A transvaginal mesh procedure is entirely different from bladder sling surgery. While both may use synthetic mesh, transvaginal mesh is a high-risk surgery intended for pelvic organ prolapse. Production of mesh for this surgery was banned by the FDA in 2019, while bladder sling surgery remains a safe and viable option for SUI.
How successful is bladder sling surgery?
For many women, bladder sling surgery is highly effective at preventing bladder leaks. The National Institutes of Health reports that midurethral bladder sling surgery has shown to be up to 81 percent effective in women one year after the procedure.
What to Expect After Bladder Sling Surgery
Bladder sling surgery recovery looks different for everyone. With an outpatient bladder sling procedure, you may experience pain for just a few days or for several weeks post-op. Inpatient bladder sling surgery can take up to six weeks for full recovery.
How painful is bladder sling surgery?
The actual procedure should be painless, since it will involve anesthesia. During bladder sling surgery recovery, you may feel pain at the incision site, as well as some internal abdominal cramping. Your physician should prescribe you with pain medication during those first few days or weeks, but if your pain is unmanageable, see your doctor right away.
How long do you stay in the hospital after bladder sling surgery?
With a midurethral bladder sling surgery, you should be able to return home the same day — just be sure to have someone available to drive you.
With a conventional sling, you will likely need to stay at the hospital overnight for observation, but can return home the following day.
How long does recovery take after bladder sling surgery?
Minimally invasive bladder sling surgery usually involves just a week or two of recovery time, while traditional slings may take up to six weeks for recovery. Plan on taking it easy, managing pain and avoiding strenuous activity.
How much bleeding is normal after bladder sling surgery?
Aside from blood at the incision site, you may experience some vaginal bleeding for up to a week or two after surgery. This bleeding should be light or pinkish in color and minimal. If you experience significant bleeding, call your doctor right away.
What activities are restricted after bladder sling surgery?
It’s important to listen to your doctor’s advice on restrictions after bladder sling surgery in order to avoid complications.
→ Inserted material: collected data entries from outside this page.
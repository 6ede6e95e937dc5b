//! Intent handlers
//!
//! Each handler validates its own parameters and answers with text. Missing
//! integrations and missing parameters are normal replies, not errors.

pub mod home;
pub mod info;
pub mod media;
pub mod system;

use serde_json::Value;

use super::Params;
use crate::Result;

/// Reply when no home automation integration is configured
pub const HOME_UNAVAILABLE: &str = "Home Assistant integration is not available";

/// Reply when no media player is configured
pub const MEDIA_UNAVAILABLE: &str = "Media controller is not available";

/// Turns parameters into a reply
///
/// Implementations are shared across threads and invoked concurrently.
pub trait Handler: Send + Sync {
    /// # Errors
    ///
    /// Returns error only for unexpected internal failures; the router
    /// replaces it with a fixed apology.
    fn handle(&self, params: &Params) -> Result<String>;
}

/// Join names as "A", "A and B", or "A, B and C"
#[must_use]
pub fn join_names(names: &[String]) -> String {
    match names {
        [] => String::new(),
        [only] => only.clone(),
        [head @ .., last] => format!("{} and {last}", head.join(", ")),
    }
}

/// Render a JSON scalar the way a person would say it
#[must_use]
pub fn display_value(value: &Value) -> String {
    match value {
        Value::String(s) => s.clone(),
        Value::Null => "unknown".to_string(),
        other => other.to_string(),
    }
}
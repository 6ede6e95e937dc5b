//! Banner, liveness and status endpoints

use std::sync::Arc;

use axum::extract::State;
use axum::routing::get;
use axum::{Json, Router};
use serde::Serialize;

use super::ApiState;

/// Root banner
#[derive(Serialize)]
pub struct BannerResponse {
    pub message: &'static str,
    pub version: &'static str,
}

/// Health check response
#[derive(Serialize)]
pub struct HealthResponse {
    pub status: &'static str,
    pub version: &'static str,
}

/// Runtime status of the assistant
#[derive(Serialize)]
pub struct StatusResponse {
    pub status: &'static str,
    pub version: &'static str,
    pub voice_enabled: bool,
    pub muted: bool,
    pub scheduled_jobs: usize,
}

async fn banner() -> Json<BannerResponse> {
    Json(BannerResponse {
        message: "Herald voice assistant API",
        version: env!("CARGO_PKG_VERSION"),
    })
}

/// Liveness probe - is the service running?
async fn health() -> Json<HealthResponse> {
    Json(HealthResponse {
        status: "ok",
        version: env!("CARGO_PKG_VERSION"),
    })
}

async fn status(State(state): State<Arc<ApiState>>) -> Json<StatusResponse> {
    Json(StatusResponse {
        status: if state.status.is_running() {
            "running"
        } else {
            "stopped"
        },
        version: env!("CARGO_PKG_VERSION"),
        voice_enabled: state.status.voice_enabled(),
        muted: state.status.is_muted(),
        scheduled_jobs: state.scheduler.as_ref().map_or(0, |s| s.len()),
    })
}

pub fn router(state: Arc<ApiState>) -> Router {
    Router::new()
        .route("/", get(banner))
        .route("/health", get(health))
        .route("/status", get(status))
        .with_state(state)
}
For example, running after bladder sling surgery is not recommended. Common things to avoid during the first two to six weeks include:
- Sexual intercourse
- Strenuous exercise
- Heavy lifting
- Use of tampons or menstrual cups
- Driving (ask your doctor when it’s safe to drive again)
Is it normal to leak after bladder sling surgery?
Mild leaking after bladder sling surgery may not be an issue, but if leaks continue, talk to your doctor right away. In general, you should experience far fewer leaks (or none at all), and may even have a harder time emptying your bladder for a week or two.
Does bladder sling surgery involve a catheter?
A catheter is typically only used after a conventional bladder sling surgery if you are unable to urinate.
What are the side effects of a bladder sling?
While most patients experience few side effects, there are always risks involved with any surgery. If you experience bloating after bladder sling surgery, the placement may be off, and you should consult your doctor.
Other complications include prolonged abdominal pain, painful intercourse and urinary tract infection. There is also a small chance that the mesh material could begin to erode through your tissue or become exposed.
Do bladder slings need to be replaced?
If your bladder sling is placed improperly or shifts over time, it may need to be removed or replaced.
As with any operation, it’s important to weigh the pros and cons, and consult your doctor for advice. For many women, bladder sling surgery provides powerful relief to chronic stress-induced incontinence, and can be a safe, minimally invasive procedure.